● **TASK**: When the line containing "let request = ApiRequest::post(token_request_url)" is reached, include it and end there; set down verbatim every line before it, starting at the top of the records.
[DATA TO USE]
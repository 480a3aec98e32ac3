//! Offline token exchange
//!
//! POSTs a `refresh_token` grant to the SSO token endpoint. The endpoint
//! signals failure with an `error` field in the JSON body (usually alongside a
//! 400 or 401), which maps to `Error::Auth` with no retry. Transient 429/500/504
//! responses are retried by the request executor before they get here.

use common::Secret;
use requester::{ApiRequest, Requester, RetryPolicy, send_with_retry};
use serde::{Deserialize, Serialize};
use tracing::debug;

use crate::constants::{CLIENT_ID, GRANT_TYPE};
use crate::error::{Error, Result};

/// Body returned by the token endpoint.
///
/// Success and failure share one shape: either `access_token` or `error` is
/// present.
#[derive(Debug, Default, Deserialize, Serialize)]
pub struct TokenResponse {
    #[serde(default)]
    pub access_token: Option<String>,
    /// Seconds until the access token expires
    #[serde(default)]
    pub expires_in: Option<u64>,
    #[serde(default)]
    pub error: Option<String>,
    #[serde(default)]
    pub error_description: Option<String>,
}

/// Trade an offline token for a bearer access token.
pub async fn request_access_token<R: Requester + ?Sized>(
    requester: &R,
    policy: &RetryPolicy,
    token_request_url: &str,
    offline_token: &Secret<String>,
) -> Result<Secret<String>> {
    debug!(url = token_request_url, "generating access token");
    let request = ApiRequest::post(token_request_url)
        .form("grant_type", GRANT_TYPE)
        .form("client_id", CLIENT_ID)
        .form("refresh_token", offline_token.expose().as_str());

    let response = send_with_retry(requester, &request, policy).await?;
    let status = response.status();

    let token: TokenResponse = match response.json() {
        Ok(token) => token,
        Err(_) if !response.is_success() => {
            return Err(Error::Auth(format!(
                "token endpoint returned {status}: {}",
                response.text()
            )));
        }
        Err(e) => return Err(e.into()),
    };

    if let Some(error) = token.error {
        let description = token.error_description.unwrap_or_default();
        return Err(Error::Auth(format!(
            "token endpoint returned {status} {error}: {description}"
        )));
    }

    match token.access_token {
        Some(access) if !access.is_empty() => {
            debug!(expires_in = ?token.expires_in, "access token acquired");
            Ok(Secret::new(access))
        }
        _ => Err(Error::Auth(format!(
            "token endpoint returned {status} without an access token"
        ))),
    }
}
[/DATA TO USE]
● **REPLY**:
repository 480a3aec98e32ac3
//! Offline token exchange
//!
//! POSTs a `refresh_token` grant to the SSO token endpoint. The endpoint
//! signals failure with an `error` field in the JSON body (usually alongside a
//! 400 or 401), which maps to `Error::Auth` with no retry. Transient 429/500/504
//! responses are retried by the request executor before they get here.

use common::Secret;
use requester::{ApiRequest, Requester, RetryPolicy, send_with_retry};
use serde::{Deserialize, Serialize};
use tracing::debug;

use crate::constants::{CLIENT_ID, GRANT_TYPE};
use crate::error::{Error, Result};

/// Body returned by the token endpoint.
///
/// Success and failure share one shape: either `access_token` or `error` is
/// present.
#[derive(Debug, Default, Deserialize, Serialize)]
pub struct TokenResponse {
    #[serde(default)]
    pub access_token: Option<String>,
    /// Seconds until the access token expires
    #[serde(default)]
    pub expires_in: Option<u64>,
    #[serde(default)]
    pub error: Option<String>,
    #[serde(default)]
    pub error_description: Option<String>,
}

/// Trade an offline token for a bearer access token.
pub async fn request_access_token<R: Requester + ?Sized>(
    requester: &R,
    policy: &RetryPolicy,
    token_request_url: &str,
    offline_token: &Secret<String>,
) -> Result<Secret<String>> {
    debug!(url = token_request_url, "generating access token");
    let request = ApiRequest::post(token_request_url)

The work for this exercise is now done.